YOUR GOAL: In the entries that follow, the line with "use std::collections::HashMap;" opens the range and the line with "Unreadable PDF and" closes it; repeat that range exactly, both lines included.

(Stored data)

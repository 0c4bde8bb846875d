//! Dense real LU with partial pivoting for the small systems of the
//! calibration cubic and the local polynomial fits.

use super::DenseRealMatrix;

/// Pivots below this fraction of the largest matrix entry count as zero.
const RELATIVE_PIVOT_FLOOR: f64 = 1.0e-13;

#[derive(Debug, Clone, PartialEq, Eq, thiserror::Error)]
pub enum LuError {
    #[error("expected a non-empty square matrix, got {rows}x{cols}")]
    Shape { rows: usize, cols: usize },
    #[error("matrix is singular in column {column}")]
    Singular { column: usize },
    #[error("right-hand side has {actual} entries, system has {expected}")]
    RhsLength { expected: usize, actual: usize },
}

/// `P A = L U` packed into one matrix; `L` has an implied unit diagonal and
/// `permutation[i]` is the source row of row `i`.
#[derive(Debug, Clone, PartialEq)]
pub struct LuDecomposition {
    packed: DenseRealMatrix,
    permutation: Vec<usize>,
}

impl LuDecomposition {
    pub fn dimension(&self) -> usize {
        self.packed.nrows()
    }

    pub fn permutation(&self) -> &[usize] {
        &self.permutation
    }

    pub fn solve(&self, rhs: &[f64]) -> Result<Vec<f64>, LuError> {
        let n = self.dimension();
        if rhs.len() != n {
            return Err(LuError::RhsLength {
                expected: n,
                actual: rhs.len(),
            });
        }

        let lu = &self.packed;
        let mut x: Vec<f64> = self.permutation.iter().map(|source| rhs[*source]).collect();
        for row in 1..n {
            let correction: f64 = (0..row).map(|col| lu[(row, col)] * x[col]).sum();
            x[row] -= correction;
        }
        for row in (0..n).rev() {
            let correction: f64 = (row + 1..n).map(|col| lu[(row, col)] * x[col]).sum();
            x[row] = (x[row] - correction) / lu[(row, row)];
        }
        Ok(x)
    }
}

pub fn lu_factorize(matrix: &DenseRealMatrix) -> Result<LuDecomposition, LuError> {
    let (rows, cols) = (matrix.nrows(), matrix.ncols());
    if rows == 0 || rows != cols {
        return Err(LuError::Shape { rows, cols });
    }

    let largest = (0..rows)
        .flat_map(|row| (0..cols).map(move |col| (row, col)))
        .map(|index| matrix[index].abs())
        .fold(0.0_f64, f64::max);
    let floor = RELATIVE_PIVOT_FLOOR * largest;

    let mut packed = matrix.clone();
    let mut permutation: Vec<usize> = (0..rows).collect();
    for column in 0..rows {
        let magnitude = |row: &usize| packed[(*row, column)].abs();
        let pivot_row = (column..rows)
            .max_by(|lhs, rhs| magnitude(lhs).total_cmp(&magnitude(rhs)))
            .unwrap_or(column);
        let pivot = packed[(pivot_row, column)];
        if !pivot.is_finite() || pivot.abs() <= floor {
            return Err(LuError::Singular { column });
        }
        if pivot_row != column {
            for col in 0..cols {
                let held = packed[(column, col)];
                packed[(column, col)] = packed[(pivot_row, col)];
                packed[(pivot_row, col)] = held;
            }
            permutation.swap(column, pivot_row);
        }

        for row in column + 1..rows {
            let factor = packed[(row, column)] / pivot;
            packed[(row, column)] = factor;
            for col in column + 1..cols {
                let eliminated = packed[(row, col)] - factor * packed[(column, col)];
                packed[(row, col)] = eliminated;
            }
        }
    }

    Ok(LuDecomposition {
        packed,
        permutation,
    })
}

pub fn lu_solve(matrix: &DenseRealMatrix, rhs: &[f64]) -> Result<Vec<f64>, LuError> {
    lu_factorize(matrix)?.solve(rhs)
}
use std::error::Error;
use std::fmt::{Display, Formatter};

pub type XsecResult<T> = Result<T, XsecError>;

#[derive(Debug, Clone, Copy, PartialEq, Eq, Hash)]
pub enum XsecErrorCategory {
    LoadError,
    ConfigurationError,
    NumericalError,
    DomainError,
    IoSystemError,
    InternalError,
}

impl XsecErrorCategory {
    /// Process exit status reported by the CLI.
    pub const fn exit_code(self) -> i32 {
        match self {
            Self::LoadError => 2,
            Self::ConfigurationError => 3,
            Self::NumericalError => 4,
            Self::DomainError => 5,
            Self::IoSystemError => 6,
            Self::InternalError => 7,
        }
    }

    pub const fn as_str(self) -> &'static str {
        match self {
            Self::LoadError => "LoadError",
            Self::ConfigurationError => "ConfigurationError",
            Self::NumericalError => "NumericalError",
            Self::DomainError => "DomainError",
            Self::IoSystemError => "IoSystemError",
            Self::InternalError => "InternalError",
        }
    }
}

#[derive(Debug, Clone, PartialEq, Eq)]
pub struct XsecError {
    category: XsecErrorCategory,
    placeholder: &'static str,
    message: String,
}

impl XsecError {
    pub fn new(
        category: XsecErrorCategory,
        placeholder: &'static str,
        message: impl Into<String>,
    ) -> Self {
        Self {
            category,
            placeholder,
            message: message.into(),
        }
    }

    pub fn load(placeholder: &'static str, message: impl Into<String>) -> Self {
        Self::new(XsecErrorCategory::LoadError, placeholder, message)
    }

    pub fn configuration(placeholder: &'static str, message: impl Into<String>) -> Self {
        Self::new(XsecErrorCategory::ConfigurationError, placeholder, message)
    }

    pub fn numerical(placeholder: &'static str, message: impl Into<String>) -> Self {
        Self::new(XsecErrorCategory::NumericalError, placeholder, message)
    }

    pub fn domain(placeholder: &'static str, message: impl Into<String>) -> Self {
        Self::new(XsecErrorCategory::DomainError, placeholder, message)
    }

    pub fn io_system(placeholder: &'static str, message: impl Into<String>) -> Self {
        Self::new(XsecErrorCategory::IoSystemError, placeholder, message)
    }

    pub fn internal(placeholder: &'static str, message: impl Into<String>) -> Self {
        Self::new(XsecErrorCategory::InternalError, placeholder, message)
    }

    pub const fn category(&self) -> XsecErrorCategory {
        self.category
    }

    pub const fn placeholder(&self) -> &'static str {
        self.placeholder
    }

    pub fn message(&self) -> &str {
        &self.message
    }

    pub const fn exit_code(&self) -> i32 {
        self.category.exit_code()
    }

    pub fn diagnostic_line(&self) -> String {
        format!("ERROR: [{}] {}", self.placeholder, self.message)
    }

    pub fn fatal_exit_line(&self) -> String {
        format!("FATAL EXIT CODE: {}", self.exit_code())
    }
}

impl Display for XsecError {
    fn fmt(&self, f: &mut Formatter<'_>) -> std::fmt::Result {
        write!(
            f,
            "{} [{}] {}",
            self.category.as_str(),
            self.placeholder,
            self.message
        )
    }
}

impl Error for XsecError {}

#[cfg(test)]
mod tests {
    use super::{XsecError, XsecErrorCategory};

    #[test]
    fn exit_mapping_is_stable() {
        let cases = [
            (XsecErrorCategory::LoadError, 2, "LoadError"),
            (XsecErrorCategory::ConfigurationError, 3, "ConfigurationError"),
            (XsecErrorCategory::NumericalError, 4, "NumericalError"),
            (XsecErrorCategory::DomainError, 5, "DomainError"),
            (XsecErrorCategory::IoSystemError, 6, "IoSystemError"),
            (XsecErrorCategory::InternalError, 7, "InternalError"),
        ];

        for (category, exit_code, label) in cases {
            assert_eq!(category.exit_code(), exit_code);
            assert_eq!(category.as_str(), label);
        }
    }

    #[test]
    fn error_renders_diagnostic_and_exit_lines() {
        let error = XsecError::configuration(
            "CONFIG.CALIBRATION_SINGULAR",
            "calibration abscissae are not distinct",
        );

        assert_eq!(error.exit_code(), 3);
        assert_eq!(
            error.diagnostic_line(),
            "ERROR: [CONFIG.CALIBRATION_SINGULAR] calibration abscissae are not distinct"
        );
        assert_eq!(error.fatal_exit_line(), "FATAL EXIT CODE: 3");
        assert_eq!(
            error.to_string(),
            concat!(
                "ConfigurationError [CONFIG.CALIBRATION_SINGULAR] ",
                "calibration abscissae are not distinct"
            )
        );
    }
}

* * *

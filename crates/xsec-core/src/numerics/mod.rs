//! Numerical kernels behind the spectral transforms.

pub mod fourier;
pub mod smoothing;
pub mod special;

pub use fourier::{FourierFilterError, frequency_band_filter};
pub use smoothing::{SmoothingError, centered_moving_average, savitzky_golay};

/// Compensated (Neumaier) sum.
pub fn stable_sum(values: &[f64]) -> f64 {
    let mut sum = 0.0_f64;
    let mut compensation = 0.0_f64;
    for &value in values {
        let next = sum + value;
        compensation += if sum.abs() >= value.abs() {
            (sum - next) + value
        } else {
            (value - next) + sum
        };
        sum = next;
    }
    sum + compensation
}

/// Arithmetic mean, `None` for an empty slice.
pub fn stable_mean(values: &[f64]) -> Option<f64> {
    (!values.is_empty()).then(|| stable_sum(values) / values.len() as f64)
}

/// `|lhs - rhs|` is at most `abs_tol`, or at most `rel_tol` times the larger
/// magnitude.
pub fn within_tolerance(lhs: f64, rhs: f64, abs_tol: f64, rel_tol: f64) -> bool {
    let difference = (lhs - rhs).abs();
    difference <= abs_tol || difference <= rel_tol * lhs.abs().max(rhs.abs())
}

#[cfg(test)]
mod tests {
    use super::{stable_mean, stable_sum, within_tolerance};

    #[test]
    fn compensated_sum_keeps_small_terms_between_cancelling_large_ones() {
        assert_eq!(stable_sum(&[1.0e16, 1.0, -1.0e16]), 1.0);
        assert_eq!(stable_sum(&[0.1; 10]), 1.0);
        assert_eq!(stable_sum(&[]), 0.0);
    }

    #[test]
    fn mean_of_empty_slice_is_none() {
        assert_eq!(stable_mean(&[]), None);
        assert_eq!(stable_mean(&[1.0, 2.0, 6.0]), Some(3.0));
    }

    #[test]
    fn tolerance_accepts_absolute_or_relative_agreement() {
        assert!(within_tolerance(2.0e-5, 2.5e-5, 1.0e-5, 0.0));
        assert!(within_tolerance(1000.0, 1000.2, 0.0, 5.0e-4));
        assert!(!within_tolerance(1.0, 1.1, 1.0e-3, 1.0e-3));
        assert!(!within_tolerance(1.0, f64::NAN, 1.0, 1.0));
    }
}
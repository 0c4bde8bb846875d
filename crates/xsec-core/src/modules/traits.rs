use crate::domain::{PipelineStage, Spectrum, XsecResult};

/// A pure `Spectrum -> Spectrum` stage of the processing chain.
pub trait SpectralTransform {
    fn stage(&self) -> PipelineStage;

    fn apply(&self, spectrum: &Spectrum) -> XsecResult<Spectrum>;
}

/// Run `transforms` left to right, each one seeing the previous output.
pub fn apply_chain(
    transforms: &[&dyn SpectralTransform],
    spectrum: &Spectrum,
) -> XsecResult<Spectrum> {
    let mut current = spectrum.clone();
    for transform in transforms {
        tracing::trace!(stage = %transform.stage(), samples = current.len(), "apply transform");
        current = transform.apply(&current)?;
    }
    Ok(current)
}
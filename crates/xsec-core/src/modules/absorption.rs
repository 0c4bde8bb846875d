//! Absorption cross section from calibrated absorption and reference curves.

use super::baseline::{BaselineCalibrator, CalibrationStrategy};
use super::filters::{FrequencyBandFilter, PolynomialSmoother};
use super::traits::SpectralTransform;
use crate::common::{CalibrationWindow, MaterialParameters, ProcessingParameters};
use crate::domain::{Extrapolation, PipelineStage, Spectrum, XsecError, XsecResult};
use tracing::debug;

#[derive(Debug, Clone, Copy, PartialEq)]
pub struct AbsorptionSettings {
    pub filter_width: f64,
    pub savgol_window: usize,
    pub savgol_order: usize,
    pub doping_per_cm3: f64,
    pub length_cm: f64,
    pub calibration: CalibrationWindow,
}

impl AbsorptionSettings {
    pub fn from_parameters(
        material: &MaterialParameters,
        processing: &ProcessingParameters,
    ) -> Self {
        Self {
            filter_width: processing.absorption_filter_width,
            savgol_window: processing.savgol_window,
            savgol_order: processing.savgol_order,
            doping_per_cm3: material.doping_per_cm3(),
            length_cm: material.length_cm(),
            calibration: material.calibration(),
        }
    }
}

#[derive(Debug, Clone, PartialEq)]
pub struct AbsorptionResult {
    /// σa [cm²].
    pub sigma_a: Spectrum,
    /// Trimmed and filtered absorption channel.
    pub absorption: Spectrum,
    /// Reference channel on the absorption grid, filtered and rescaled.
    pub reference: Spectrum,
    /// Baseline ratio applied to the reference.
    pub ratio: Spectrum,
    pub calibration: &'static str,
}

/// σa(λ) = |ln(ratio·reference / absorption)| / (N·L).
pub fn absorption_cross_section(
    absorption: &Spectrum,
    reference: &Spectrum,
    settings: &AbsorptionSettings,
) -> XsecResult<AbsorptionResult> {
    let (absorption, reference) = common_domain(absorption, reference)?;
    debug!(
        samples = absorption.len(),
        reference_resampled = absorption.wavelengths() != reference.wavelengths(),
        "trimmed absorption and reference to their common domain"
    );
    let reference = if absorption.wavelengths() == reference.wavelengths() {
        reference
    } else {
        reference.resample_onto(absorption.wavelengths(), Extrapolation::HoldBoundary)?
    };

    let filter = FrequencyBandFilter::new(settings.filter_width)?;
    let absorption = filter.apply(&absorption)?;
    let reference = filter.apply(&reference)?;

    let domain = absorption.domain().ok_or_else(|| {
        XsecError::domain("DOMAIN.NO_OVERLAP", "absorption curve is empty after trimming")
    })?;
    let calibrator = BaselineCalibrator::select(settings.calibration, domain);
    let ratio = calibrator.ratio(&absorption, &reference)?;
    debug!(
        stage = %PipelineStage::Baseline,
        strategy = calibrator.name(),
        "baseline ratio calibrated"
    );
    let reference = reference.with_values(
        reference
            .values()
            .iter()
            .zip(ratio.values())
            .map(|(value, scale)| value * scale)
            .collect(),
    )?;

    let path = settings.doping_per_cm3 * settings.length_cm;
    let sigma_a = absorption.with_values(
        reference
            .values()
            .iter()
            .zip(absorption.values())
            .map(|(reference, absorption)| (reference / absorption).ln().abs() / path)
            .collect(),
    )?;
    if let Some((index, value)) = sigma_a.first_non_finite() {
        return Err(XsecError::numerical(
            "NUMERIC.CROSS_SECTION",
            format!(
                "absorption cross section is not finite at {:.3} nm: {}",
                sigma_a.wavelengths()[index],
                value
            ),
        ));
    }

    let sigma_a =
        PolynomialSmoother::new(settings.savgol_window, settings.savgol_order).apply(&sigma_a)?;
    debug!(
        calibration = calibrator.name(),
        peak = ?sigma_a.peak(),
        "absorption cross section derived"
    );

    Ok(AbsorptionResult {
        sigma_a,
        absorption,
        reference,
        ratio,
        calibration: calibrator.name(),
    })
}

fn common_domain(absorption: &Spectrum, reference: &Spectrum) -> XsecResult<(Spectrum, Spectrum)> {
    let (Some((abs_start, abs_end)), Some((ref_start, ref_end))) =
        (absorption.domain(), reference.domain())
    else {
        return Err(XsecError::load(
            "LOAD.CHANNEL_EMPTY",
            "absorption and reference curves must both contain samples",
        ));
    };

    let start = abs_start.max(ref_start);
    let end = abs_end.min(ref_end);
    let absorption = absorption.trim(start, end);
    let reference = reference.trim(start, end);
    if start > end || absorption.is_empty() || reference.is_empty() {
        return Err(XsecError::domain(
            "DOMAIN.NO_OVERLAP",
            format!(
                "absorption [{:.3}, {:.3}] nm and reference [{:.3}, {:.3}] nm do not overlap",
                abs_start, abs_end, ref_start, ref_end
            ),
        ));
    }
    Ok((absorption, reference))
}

--

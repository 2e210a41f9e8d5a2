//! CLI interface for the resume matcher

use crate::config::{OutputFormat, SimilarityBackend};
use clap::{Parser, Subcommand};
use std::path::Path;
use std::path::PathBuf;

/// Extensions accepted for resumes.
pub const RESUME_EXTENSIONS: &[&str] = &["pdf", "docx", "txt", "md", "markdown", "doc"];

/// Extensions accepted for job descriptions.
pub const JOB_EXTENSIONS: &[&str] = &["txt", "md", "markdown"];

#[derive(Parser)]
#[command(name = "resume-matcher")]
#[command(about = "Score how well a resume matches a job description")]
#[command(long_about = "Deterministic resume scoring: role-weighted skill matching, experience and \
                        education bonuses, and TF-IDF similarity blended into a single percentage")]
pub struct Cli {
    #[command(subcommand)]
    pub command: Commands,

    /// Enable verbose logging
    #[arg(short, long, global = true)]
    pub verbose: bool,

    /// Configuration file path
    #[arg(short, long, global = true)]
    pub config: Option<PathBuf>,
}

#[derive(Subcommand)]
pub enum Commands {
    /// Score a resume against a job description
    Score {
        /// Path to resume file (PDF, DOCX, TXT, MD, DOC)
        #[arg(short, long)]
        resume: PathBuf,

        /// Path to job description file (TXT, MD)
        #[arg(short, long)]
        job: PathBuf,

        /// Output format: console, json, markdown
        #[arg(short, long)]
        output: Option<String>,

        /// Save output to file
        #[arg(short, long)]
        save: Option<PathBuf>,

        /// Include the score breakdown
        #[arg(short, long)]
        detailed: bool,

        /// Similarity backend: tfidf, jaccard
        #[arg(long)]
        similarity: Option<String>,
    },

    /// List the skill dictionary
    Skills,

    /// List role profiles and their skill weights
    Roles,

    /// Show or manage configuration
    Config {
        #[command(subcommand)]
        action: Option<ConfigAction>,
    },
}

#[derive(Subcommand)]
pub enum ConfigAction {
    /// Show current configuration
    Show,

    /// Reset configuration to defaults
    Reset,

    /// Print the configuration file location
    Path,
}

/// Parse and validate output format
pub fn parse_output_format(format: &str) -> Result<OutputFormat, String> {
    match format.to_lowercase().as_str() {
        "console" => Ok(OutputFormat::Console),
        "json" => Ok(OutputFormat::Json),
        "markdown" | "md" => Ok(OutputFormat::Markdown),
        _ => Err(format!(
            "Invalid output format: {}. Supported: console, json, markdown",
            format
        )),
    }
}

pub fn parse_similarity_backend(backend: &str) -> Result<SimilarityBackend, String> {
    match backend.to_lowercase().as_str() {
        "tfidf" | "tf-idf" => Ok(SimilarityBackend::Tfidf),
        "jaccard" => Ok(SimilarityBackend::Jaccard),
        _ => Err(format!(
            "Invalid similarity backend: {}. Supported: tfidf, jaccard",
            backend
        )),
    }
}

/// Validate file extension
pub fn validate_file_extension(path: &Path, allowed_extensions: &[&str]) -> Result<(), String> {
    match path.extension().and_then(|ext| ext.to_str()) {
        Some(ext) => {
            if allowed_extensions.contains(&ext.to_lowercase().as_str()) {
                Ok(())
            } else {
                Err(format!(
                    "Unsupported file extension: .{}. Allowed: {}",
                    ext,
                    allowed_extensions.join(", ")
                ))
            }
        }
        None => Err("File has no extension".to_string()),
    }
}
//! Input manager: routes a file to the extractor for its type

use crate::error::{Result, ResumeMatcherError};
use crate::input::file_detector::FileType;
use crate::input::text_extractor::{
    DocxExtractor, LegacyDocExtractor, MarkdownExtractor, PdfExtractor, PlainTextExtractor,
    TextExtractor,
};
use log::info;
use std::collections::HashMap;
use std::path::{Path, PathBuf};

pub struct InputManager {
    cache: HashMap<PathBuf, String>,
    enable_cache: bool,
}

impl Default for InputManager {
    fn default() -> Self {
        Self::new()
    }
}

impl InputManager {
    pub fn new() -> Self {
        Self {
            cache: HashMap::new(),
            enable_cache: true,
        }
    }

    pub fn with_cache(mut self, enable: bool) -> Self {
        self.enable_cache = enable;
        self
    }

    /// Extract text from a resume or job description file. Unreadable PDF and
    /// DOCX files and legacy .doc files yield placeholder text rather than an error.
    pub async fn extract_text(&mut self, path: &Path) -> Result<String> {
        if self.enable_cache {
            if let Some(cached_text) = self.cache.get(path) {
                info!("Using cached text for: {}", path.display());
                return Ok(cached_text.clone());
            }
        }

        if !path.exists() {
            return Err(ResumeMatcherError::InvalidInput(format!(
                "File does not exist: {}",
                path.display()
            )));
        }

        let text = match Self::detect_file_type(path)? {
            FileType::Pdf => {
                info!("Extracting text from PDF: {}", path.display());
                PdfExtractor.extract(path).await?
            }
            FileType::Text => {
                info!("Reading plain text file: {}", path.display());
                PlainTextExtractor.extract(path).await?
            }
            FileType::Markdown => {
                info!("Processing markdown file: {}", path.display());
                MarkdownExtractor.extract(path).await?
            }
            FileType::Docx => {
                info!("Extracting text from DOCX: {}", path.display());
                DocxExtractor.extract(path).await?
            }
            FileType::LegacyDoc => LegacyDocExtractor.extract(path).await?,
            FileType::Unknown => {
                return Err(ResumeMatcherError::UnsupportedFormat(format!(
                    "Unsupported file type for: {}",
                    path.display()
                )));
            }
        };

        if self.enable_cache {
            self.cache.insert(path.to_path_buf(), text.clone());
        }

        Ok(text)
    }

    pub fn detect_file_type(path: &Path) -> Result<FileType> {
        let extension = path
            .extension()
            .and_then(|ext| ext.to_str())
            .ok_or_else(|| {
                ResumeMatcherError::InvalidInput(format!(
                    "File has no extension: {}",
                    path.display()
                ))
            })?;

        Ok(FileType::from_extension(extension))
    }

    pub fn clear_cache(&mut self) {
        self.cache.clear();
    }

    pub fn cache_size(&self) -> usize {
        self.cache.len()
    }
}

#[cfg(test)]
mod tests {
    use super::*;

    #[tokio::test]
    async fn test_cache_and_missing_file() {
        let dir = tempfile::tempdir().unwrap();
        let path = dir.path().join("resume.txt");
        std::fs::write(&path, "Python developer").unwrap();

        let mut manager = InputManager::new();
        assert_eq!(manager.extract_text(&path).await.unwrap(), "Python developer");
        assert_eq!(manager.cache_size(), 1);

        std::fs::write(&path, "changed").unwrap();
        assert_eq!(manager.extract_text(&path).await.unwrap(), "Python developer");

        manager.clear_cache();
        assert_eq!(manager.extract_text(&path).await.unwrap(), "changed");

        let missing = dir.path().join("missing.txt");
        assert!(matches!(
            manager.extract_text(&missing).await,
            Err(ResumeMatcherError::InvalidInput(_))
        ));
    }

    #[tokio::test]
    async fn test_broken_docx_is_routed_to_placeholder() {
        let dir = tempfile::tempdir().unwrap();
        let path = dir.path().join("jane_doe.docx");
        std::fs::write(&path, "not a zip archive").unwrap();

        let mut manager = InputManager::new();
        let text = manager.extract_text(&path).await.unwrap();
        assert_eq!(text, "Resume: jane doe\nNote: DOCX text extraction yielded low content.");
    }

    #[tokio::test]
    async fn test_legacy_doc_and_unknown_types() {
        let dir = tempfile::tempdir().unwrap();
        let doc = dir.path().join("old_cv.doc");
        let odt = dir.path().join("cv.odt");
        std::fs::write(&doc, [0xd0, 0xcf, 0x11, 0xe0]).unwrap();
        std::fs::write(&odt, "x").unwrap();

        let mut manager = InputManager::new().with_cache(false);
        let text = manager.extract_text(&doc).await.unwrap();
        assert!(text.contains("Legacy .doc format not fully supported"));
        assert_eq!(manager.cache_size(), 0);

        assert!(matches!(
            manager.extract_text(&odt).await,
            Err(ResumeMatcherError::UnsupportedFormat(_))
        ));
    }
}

EXERCISE ANSWER:
use std::collections::HashMap;
use std::path::{Path, PathBuf};

pub struct InputManager {
    cache: HashMap<PathBuf, String>,
    enable_cache: bool,
}

impl Default for InputManager {
    fn default() -> Self {
        Self::new()
    }
}

impl InputManager {
    pub fn new() -> Self {
        Self {
            cache: HashMap::new(),
            enable_cache: true,
        }
    }

    pub fn with_cache(mut self, enable: bool) -> Self {
        self.enable_cache = enable;
        self
    }

    /// Extract text from a resume or job description file. Unreadable PDF and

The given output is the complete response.